About this exercise: If a line of the data below contains the string "FIFO", copy it into your answer.
-------- Records to use
//! Metadata extraction from law pages.
//!
//! Law pages on lagboken.se start with a header block of `Label: value`
//! lines (SFS number, issue date, department, amendment history, ...)
//! followed by the statute text, whose first paragraph marker (`1 §`) ends
//! the block. Extraction works on the flattened page text:
//!
//! 1. slice the block from `SFS nr:` up to the first paragraph marker,
//! 2. evaluate [`FIELD_RULES`] in order against the slice,
//! 3. fold the alternate spelling `Övrig text` into `Övrigt`,
//! 4. resolve the register link for `Länk` from the page anchors.
//!
//! Nothing here fails: a page without a metadata block yields an empty map.

use std::collections::BTreeMap;
use std::sync::LazyLock;

use regex::Regex;

use crate::classifier::{parse_reference_line, resolve_href};
use crate::config::IMPORTANT_LAWS_BASE_URL;
use crate::document::Document;
use crate::types::LawReference;

/// Label that always opens the metadata block.
pub const METADATA_START_LABEL: &str = "SFS nr:";

/// Field holding a link to the external statute register.
pub const LINK_FIELD: &str = "Länk";

/// Key added next to [`LINK_FIELD`] with the resolved register URL.
pub const LINK_URL_FIELD: &str = "Länk URL";

/// Primary spelling of the free-text remark field.
pub const REMARK_FIELD: &str = "Övrigt";

/// Legacy spelling of [`REMARK_FIELD`].
pub const REMARK_FIELD_ALIAS: &str = "Övrig text";

/// Header line of the "important laws" sidebar.
pub const IMPORTANT_LAWS_HEADER: &str = "Viktiga lagar inom arbetsrätten";

/// Lines that end the "important laws" sidebar.
pub const IMPORTANT_LAWS_FOOTERS: &[&str] = &["JP Infonets", "Om Lagboken"];

/// Paragraph marker (`1 §`, `12 a §` is matched by its `12`) ending the block.
#[allow(clippy::expect_used)] // Static regex that is guaranteed to be valid
static SECTION_MARKER: LazyLock<Regex> =
    LazyLock::new(|| Regex::new(r"\d+\s*§").expect("valid regex"));

#[allow(clippy::expect_used)] // Static regex that is guaranteed to be valid
static WHITESPACE_RUN: LazyLock<Regex> =
    LazyLock::new(|| Regex::new(r"\s+").expect("valid regex"));

#[allow(clippy::expect_used)] // Static regex that is guaranteed to be valid
static REGISTER_LINK_TEXT: LazyLock<Regex> =
    LazyLock::new(|| Regex::new(r"(?i)länk till register").expect("valid regex"));

/// How far a field value extends.
#[derive(Debug, Clone, Copy, PartialEq, Eq)]
pub enum ValueSpan {
    /// The captured group only.
    Line,

    /// The captured line plus following lines, up to the next line that
    /// starts with a known label.
    UntilNextLabel,
}

/// One `label → regex` pair of the extraction table.
#[derive(Debug)]
pub struct FieldRule {
    /// Key used in the output map.
    pub label: &'static str,

    /// Regex source for the label as it appears on the page, without the colon.
    pub label_pattern: &'static str,

    span: ValueSpan,
    pattern: Regex,
}

impl FieldRule {
    #[allow(clippy::expect_used)] // Only called with the static patterns below
    fn new(
        label: &'static str,
        label_pattern: &'static str,
        value_pattern: &str,
        span: ValueSpan,
    ) -> Self {
        let pattern = Regex::new(&format!(r"{label_pattern}:\s*({value_pattern})"))
            .expect("valid regex");
        Self {
            label,
            label_pattern,
            span,
            pattern,
        }
    }
}

/// The extraction table, evaluated in order. Exactly one field is multi-line.
pub static FIELD_RULES: LazyLock<Vec<FieldRule>> = LazyLock::new(|| {
    use ValueSpan::{Line, UntilNextLabel};

    vec![
        FieldRule::new("Utfärdad", "Utfärdad", r"[\d-]+", Line),
        FieldRule::new("Ikraftträdandedatum", "Ikraftträdandedatum", r"[\d-]+", Line),
        FieldRule::new("Källa", "Källa", r"[^\n]+", Line),
        FieldRule::new("SFS nr", "SFS nr", r"[^\n]+", Line),
        FieldRule::new("Departement", "Departement(?:/myndighet)?", r"[^\n]+", Line),
        FieldRule::new("Ändring införd", "Ändring införd", r"[^\n]+", Line),
        FieldRule::new("Ändrad", "Ändrad", r"[^\n]+", UntilNextLabel),
        FieldRule::new(REMARK_FIELD, REMARK_FIELD, r"[^\n]+", Line),
        FieldRule::new(REMARK_FIELD_ALIAS, REMARK_FIELD_ALIAS, r"[^\n]+", Line),
        FieldRule::new(LINK_FIELD, LINK_FIELD, r"[^\n]+", Line),
    ]
});

/// A line that starts with any label of [`FIELD_RULES`].
#[allow(clippy::expect_used)] // Built from the static label patterns
static LABEL_LINE: LazyLock<Regex> = LazyLock::new(|| {
    let labels: Vec<&str> = FIELD_RULES.iter().map(|rule| rule.label_pattern).collect();
    Regex::new(&format!(r"^\s*(?:{}):", labels.join("|"))).expect("valid regex")
});

/// Locate the metadata block inside the flattened page text.
///
/// Starts at the first `SFS nr:` and ends before the first paragraph marker
/// after it, or at the end of the text. Empty when `SFS nr:` is absent.
#[must_use]
pub fn find_metadata_section(text: &str) -> &str {
    let Some(start) = text.find(METADATA_START_LABEL) else {
        return "";
    };
    let rest = &text[start..];
    match SECTION_MARKER.find(rest) {
        Some(marker) => &rest[..marker.start()],
        None => rest,
    }
}

/// Extract the metadata fields from flattened page text.
///
/// # Examples
/// ```
/// use lagboken_harvester::metadata::extract_metadata;
///
/// let text = "Semesterlag\nSFS nr: 1977:480\nUtfärdad: 1977-06-09\n1 § Lagens tillämpning";
/// let metadata = extract_metadata(text);
/// assert_eq!(metadata["SFS nr"], "1977:480");
/// assert_eq!(metadata["Utfärdad"], "1977-06-09");
/// ```
#[must_use]
pub fn extract_metadata(text: &str) -> BTreeMap<String, String> {
    let section = find_metadata_section(text);
    let mut metadata = apply_field_rules(section, &FIELD_RULES);
    normalize_aliases(&mut metadata);
    metadata
}

/// Evaluate an ordered rule table against a slice of text.
///
/// The first match of each rule wins; rules that do not match are skipped.
#[must_use]
pub fn apply_field_rules(section: &str, rules: &[FieldRule]) -> BTreeMap<String, String> {
    let mut metadata = BTreeMap::new();

    for rule in rules {
        let Some(caps) = rule.pattern.captures(section) else {
            continue;
        };
        let Some(value) = caps.get(1) else {
            continue;
        };

        let raw = match rule.span {
            ValueSpan::Line => value.as_str().to_string(),
            ValueSpan::UntilNextLabel => {
                let mut raw = value.as_str().to_string();
                for line in section[value.end()..].lines().skip(1) {
                    if LABEL_LINE.is_match(line) {
                        break;
                    }
                    raw.push('\n');
                    raw.push_str(line);
                }
                raw
            }
        };

        let collapsed = collapse_whitespace(&raw);
        if !collapsed.is_empty() {
            metadata.insert(rule.label.to_string(), collapsed);
        }
    }

    metadata
}

/// Keep the primary remark spelling; the alias only fills a gap.
fn normalize_aliases(metadata: &mut BTreeMap<String, String>) {
    if let Some(value) = metadata.remove(REMARK_FIELD_ALIAS) {
        metadata.entry(REMARK_FIELD.to_string()).or_insert(value);
    }
}

fn collapse_whitespace(value: &str) -> String {
    WHITESPACE_RUN.replace_all(value.trim(), " ").into_owned()
}

/// Add the register URL for the `Länk` field, if the page links to one.
///
/// Prefers an anchor labelled "Länk till register"; otherwise takes the first
/// anchor whose href mentions `register` or `lagrum`.
pub fn resolve_register_link(metadata: &mut BTreeMap<String, String>, document: &Document) {
    if !metadata.contains_key(LINK_FIELD) {
        return;
    }

    let base = document.url();
    let anchors = document.anchors();

    let by_text = anchors
        .iter()
        .filter(|a| REGISTER_LINK_TEXT.is_match(&a.text))
        .find_map(|a| resolve_href(&a.href, base));

    let url = by_text.or_else(|| {
        anchors
            .iter()
            .filter(|a| {
                let href = a.href.to_lowercase();
                href.contains("register") || href.contains("lagrum")
            })
            .find_map(|a| resolve_href(&a.href, base))
    });

    match url {
        Some(url) => {
            metadata.insert(LINK_URL_FIELD.to_string(), url);
        }
        None => tracing::debug!(url = %base, "No register link found for Länk field"),
    }
}

/// Slice the "important laws" sidebar out of the flattened text.
fn find_important_laws_block(text: &str) -> &str {
    let Some(start) = text.find(IMPORTANT_LAWS_HEADER) else {
        return "";
    };
    let Some(rest) = text[start + IMPORTANT_LAWS_HEADER.len()..].strip_prefix('\n') else {
        return "";
    };

    let end = IMPORTANT_LAWS_FOOTERS
        .iter()
        .filter_map(|footer| rest.find(&format!("\n{footer}")))
        .min()
        .unwrap_or(rest.len());

    &rest[..end]
}

/// Extract the "important laws" sidebar as law references.
///
/// Each line of the form `Title (YYYY:NNN)` becomes one reference. The URL
/// is taken from a matching anchor on the page when there is one and is
/// synthesized from the title otherwise.
#[must_use]
pub fn extract_important_laws(document: &Document) -> Vec<LawReference> {
    let block = find_important_laws_block(document.text());

    block
        .lines()
        .map(str::trim)
        .filter(|line| !line.is_empty())
        .filter(|line| !line.eq_ignore_ascii_case(IMPORTANT_LAWS_HEADER))
        .filter_map(parse_reference_line)
        .map(|(title, reference)| match find_law_url(document, &title, &reference) {
            Some(url) => LawReference::new(title, reference, url),
            None => {
                let url = synthesize_law_url(&title, &reference);
                LawReference::new(title, reference, url).synthesized()
            }
        })
        .collect()
}

/// Find an anchor on the page that points at the given law.
fn find_law_url(document: &Document, title: &str, reference: &str) -> Option<String> {
    let title = title.to_lowercase();

    document
        .anchors()
        .iter()
        .filter(|a| !a.href.trim_start().to_lowercase().starts_with("javascript:"))
        .filter(|a| {
            a.text.contains(reference)
                || a.href.contains(reference)
                || (!title.is_empty() && a.text.to_lowercase().contains(&title))
        })
        .find_map(|a| resolve_href(&a.href, document.url()))
}

/// URL slug for a law title.
///
/// Lower-cases, drops the stopwords `lag` and `om`, and collapses every run
/// of non-alphanumeric characters into one hyphen.
///
/// # Examples
/// ```
/// use lagboken_harvester::metadata::law_slug;
///
/// assert_eq!(law_slug("Lag om anställningsskydd"), "anställningsskydd");
/// assert_eq!(law_slug("Semesterlag"), "semesterlag");
/// assert_eq!(law_slug("Föräldraledighetslag, m.m."), "föräldraledighetslag-m-m");
/// ```
#[must_use]
pub fn law_slug(title: &str) -> String {
    let lowered = title.to_lowercase();
    let words: Vec<&str> = lowered
        .split_whitespace()
        .filter(|word| *word != "lag" && *word != "om")
        .collect();

    let mut slug = String::new();
    let mut pending_hyphen = false;
    for c in words.join(" ").chars() {
        if c.is_alphanumeric() {
            if pending_hyphen && !slug.is_empty() {
                slug.push('-');
            }
            pending_hyphen = false;
            slug.push(c);
        } else {
            pending_hyphen = true;
        }
    }
    slug
}

/// Build a best-effort URL for a law that has no link on the page.
///
/// # Examples
/// ```
/// use lagboken_harvester::metadata::synthesize_law_url;
///
/// assert_eq!(
///     synthesize_law_url("Lag om anställningsskydd", "1982:80"),
///     "https://www.lagboken.se/lagboken/start/arbetsratt-och-arbetsmiljoratt/anställningsskydd-198280/"
/// );
/// ```
#[must_use]
pub fn synthesize_law_url(title: &str, reference: &str) -> String {
    let slug = law_slug(title);
    let reference = reference.replace(':', "");
    if slug.is_empty() {
        format!("{IMPORTANT_LAWS_BASE_URL}{reference}/")
    } else {
        format!("{IMPORTANT_LAWS_BASE_URL}{slug}-{reference}/")
    }
}
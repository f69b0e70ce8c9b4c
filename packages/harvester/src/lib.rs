//! Lagboken Harvester - Crawl Swedish statute references from lagboken.se.
//!
//! This crate walks the paginated topic pages of lagboken.se, classifies
//! their links into statute references (`YYYY:NNN` SFS numbers), and scrapes
//! each law page for its metadata block. Results are written as JSON, and
//! fetched pages can be kept in a SQLite corpus store.
//!
//! # Example
//!
//! ```
//! use lagboken_harvester::{extract_metadata, CrawlConfig};
//!
//! let metadata = extract_metadata("SFS nr: 1977:480\nUtfärdad: 1977-06-09\n1 § Text");
//! assert_eq!(metadata["SFS nr"], "1977:480");
//!
//! let config = CrawlConfig::new(["https://www.lagboken.se/lagboken/start/"])
//!     .with_max_total_laws(Some(10));
//! assert!(config.validate().is_ok());
//! ```
//!
//! # Architecture
//!
//! The harvester is organized into several modules:
//!
//! - [`config`]: Configuration constants and validation
//! - [`types`]: Core data types (LawReference, TopicPage, CrawlResult, etc.)
//! - [`error`]: Error types and Result alias
//! - [`http`]: HTTP client with retries
//! - [`document`]: Parsed page with flattened text and anchors
//! - [`fetcher`]: Static and rendering-fallback page fetchers
//! - [`classifier`]: Law link classification
//! - [`metadata`]: Law page metadata extraction
//! - [`topic`]: Topic page title and description
//! - [`law`]: Law page scraping
//! - [`pagination`]: Topic pagination walker
//! - [`pacing`]: Fixed-delay request pacing
//! - [`orchestrator`]: Multi-topic crawl with quotas
//! - [`store`]: SQLite corpus store
//! - [`output`]: JSON output files
//! - [`cli`]: Command-line interface

pub mod classifier;
pub mod cli;
pub mod config;
pub mod document;
pub mod error;
pub mod fetcher;
pub mod http;
pub mod law;
pub mod metadata;
pub mod orchestrator;
pub mod output;
pub mod pacing;
pub mod pagination;
pub mod store;
pub mod topic;
pub mod types;

// Re-export commonly used items
pub use classifier::{classify_anchor, extract_law_links};
pub use config::{CrawlConfig, FetchConfig, FetchMode};
pub use document::Document;
pub use error::{FetchError, HarvesterError, Result};
pub use fetcher::{create_fetcher, PageFetcher};
pub use law::scrape_law_page;
pub use metadata::extract_metadata;
pub use orchestrator::CrawlOrchestrator;
pub use pagination::PaginationWalker;
pub use store::{CorpusStore, SqliteStore};
pub use types::{CrawlResult, LawEntry, LawMetadata, LawReference, TopicInfo, TopicPage};
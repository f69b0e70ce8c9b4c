//! Core data types for the harvester.
//!
//! Field names are part of the JSON interchange format written by
//! [`crate::output`] and must stay stable across runs.

use std::collections::BTreeMap;

use chrono::{DateTime, Utc};
use serde::{Deserialize, Serialize};

/// A statute reference discovered on a page.
#[derive(Debug, Clone, PartialEq, Eq, Serialize, Deserialize)]
pub struct LawReference {
    /// Link text with the reference stripped.
    pub title: String,

    /// Canonical SFS number, `YYYY:NNN`.
    pub reference: String,

    /// Absolute URL of the law page.
    pub url: String,

    /// True when `url` was built from the title instead of found on the page.
    #[serde(default, skip_serializing_if = "std::ops::Not::not")]
    pub url_synthesized: bool,
}

impl LawReference {
    #[must_use]
    pub fn new(
        title: impl Into<String>,
        reference: impl Into<String>,
        url: impl Into<String>,
    ) -> Self {
        Self {
            title: title.into(),
            reference: reference.into(),
            url: url.into(),
            url_synthesized: false,
        }
    }

    /// Mark the URL as synthesized.
    #[must_use]
    pub fn synthesized(mut self) -> Self {
        self.url_synthesized = true;
        self
    }
}

/// Title and description of a topic listing page.
#[derive(Debug, Clone, Default, PartialEq, Eq, Serialize, Deserialize)]
pub struct TopicInfo {
    #[serde(default, skip_serializing_if = "Option::is_none")]
    pub title: Option<String>,

    #[serde(default, skip_serializing_if = "Option::is_none")]
    pub description: Option<String>,
}

impl TopicInfo {
    /// Title for display purposes.
    #[must_use]
    pub fn display_title(&self) -> &str {
        self.title.as_deref().unwrap_or("Unknown")
    }
}

/// All law references found on one topic, across its pages.
#[derive(Debug, Clone, PartialEq, Eq, Serialize, Deserialize)]
pub struct TopicPage {
    /// Seed URL of the topic.
    pub url: String,

    pub scraped_at: DateTime<Utc>,

    /// Captured from the first page only.
    pub topic_info: TopicInfo,

    pub total_laws_found: usize,

    /// Laws in discovery order, accumulated over all pages.
    pub laws: Vec<LawReference>,
}

/// Structured data from one law page.
#[derive(Debug, Clone, PartialEq, Eq, Serialize, Deserialize)]
pub struct LawMetadata {
    pub url: String,

    pub scraped_at: DateTime<Utc>,

    pub title: String,

    pub description: String,

    /// Field label to value, e.g. `"SFS nr" -> "1977:480"`.
    pub metadata: BTreeMap<String, String>,

    pub important_laws: Vec<LawReference>,
}

/// A law with full metadata, tagged with the topic it was found on.
#[derive(Debug, Clone, PartialEq, Eq, Serialize, Deserialize)]
pub struct DetailedLaw {
    /// SFS number from the topic listing.
    pub reference: String,

    #[serde(flatten)]
    pub law: LawMetadata,

    pub topic_page_info: TopicInfo,

    pub topic_page_url: String,
}

/// A law reference without metadata, tagged with the topic it was found on.
///
/// Emitted when individual laws are not scraped or when scraping one failed.
#[derive(Debug, Clone, PartialEq, Eq, Serialize, Deserialize)]
pub struct ReferencedLaw {
    #[serde(flatten)]
    pub law: LawReference,

    pub topic_page_info: TopicInfo,

    pub topic_page_url: String,
}

/// One entry of [`CrawlResult::all_laws`].
#[derive(Debug, Clone, PartialEq, Eq, Serialize, Deserialize)]
#[serde(untagged)]
pub enum LawEntry {
    Detailed(Box<DetailedLaw>),
    Reference(ReferencedLaw),
}

impl LawEntry {
    #[must_use]
    pub fn title(&self) -> &str {
        match self {
            Self::Detailed(d) => &d.law.title,
            Self::Reference(r) => &r.law.title,
        }
    }

    #[must_use]
    pub fn reference(&self) -> &str {
        match self {
            Self::Detailed(d) => &d.reference,
            Self::Reference(r) => &r.law.reference,
        }
    }

    #[must_use]
    pub fn url(&self) -> &str {
        match self {
            Self::Detailed(d) => &d.law.url,
            Self::Reference(r) => &r.law.url,
        }
    }

    #[must_use]
    pub fn topic_page_info(&self) -> &TopicInfo {
        match self {
            Self::Detailed(d) => &d.topic_page_info,
            Self::Reference(r) => &r.topic_page_info,
        }
    }

    #[must_use]
    pub fn is_detailed(&self) -> bool {
        matches!(self, Self::Detailed(_))
    }
}

/// Aggregate output of a multi-topic crawl.
#[derive(Debug, Clone, PartialEq, Eq, Serialize, Deserialize)]
pub struct CrawlResult {
    pub topic_pages: Vec<TopicPage>,
    pub all_laws: Vec<LawEntry>,
    pub total_topics_scraped: usize,
    pub total_laws_scraped: usize,
    pub scraped_at: DateTime<Utc>,
}

#[cfg(test)]
mod tests {
    use super::*;

    fn topic_info() -> TopicInfo {
        TopicInfo {
            title: Some("Arbetsrätt och arbetsmiljörätt".to_string()),
            description: None,
        }
    }

    #[test]
    fn test_law_reference_omits_confirmed_flag() {
        let law = LawReference::new("Semesterlag", "1977:480", "https://www.lagboken.se/a/");
        let json = serde_json::to_value(&law).unwrap();
        assert_eq!(json["reference"], "1977:480");
        assert!(json.get("url_synthesized").is_none());

        let json = serde_json::to_value(law.synthesized()).unwrap();
        assert_eq!(json["url_synthesized"], true);
    }

    #[test]
    fn test_topic_info_skips_missing_fields() {
        let json = serde_json::to_string(&topic_info()).unwrap();
        assert_eq!(json, r#"{"title":"Arbetsrätt och arbetsmiljörätt"}"#);
    }

    #[test]
    fn test_reference_entry_is_flat() {
        let entry = LawEntry::Reference(ReferencedLaw {
            law: LawReference::new("Semesterlag", "1977:480", "https://www.lagboken.se/a/"),
            topic_page_info: topic_info(),
            topic_page_url: "https://www.lagboken.se/t/".to_string(),
        });

        let json = serde_json::to_value(&entry).unwrap();
        assert_eq!(json["title"], "Semesterlag");
        assert_eq!(json["reference"], "1977:480");
        assert_eq!(json["topic_page_url"], "https://www.lagboken.se/t/");
        assert_eq!(
            json["topic_page_info"]["title"],
            "Arbetsrätt och arbetsmiljörätt"
        );
    }

    #[test]
    fn test_detailed_entry_roundtrip() {
        let mut metadata = BTreeMap::new();
        metadata.insert("SFS nr".to_string(), "1977:480".to_string());

        let entry = LawEntry::Detailed(Box::new(DetailedLaw {
            reference: "1977:480".to_string(),
            law: LawMetadata {
                url: "https://www.lagboken.se/a/".to_string(),
                scraped_at: Utc::now(),
                title: "Semesterlag (1977:480)".to_string(),
                description: String::new(),
                metadata,
                important_laws: Vec::new(),
            },
            topic_page_info: topic_info(),
            topic_page_url: "https://www.lagboken.se/t/".to_string(),
        }));

        let json = serde_json::to_string(&entry).unwrap();
        let back: LawEntry = serde_json::from_str(&json).unwrap();
        assert!(back.is_detailed());
        assert_eq!(back.reference(), "1977:480");
        assert_eq!(back, entry);
    }
}
/// Per-recipient message queues for the agora store.
///
/// Queues are created lazily on the first send to a recipient and removed
/// wholesale by a drain, so a recipient has an entry exactly while at
/// least one message is pending.
use std::collections::{HashMap, VecDeque};

use crate::types::{Message, Username};

/// Recipient to pending-message queue, FIFO per recipient.
#[derive(Debug, Default)]
pub struct Inbox {
    queues: HashMap<Username, VecDeque<Message>>,
}

impl Inbox {
    pub fn new() -> Self {
        Self::default()
    }

    /// Queue a message at the tail of its recipient's queue.
    pub fn push(&mut self, message: Message) {
        self.queues
            .entry(message.recipient.clone())
            .or_default()
            .push_back(message);
    }

    /// Remove and return every pending message for a recipient in FIFO
    /// order. `None` when nothing is pending; either way the recipient
    /// has no queue entry afterwards.
    pub fn drain(&mut self, recipient: &Username) -> Option<Vec<Message>> {
        self.queues.remove(recipient).map(Vec::from)
    }

    // ── Queries ──────────────────────────────────────────────────────────

    /// Whether a recipient has pending messages.
    pub fn has_pending(&self, recipient: &Username) -> bool {
        self.queues.contains_key(recipient)
    }

    /// Pending messages for one recipient.
    pub fn pending_count(&self, recipient: &Username) -> usize {
        self.queues.get(recipient).map_or(0, VecDeque::len)
    }

    /// Total pending messages across all recipients.
    pub fn message_count(&self) -> usize {
        self.queues.values().map(VecDeque::len).sum()
    }

    /// Recipients with at least one pending message.
    pub fn recipient_count(&self) -> usize {
        self.queues.len()
    }
}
----------------
Your response:
/// Recipient to pending-message queue, FIFO per recipient.
    /// Remove and return every pending message for a recipient in FIFO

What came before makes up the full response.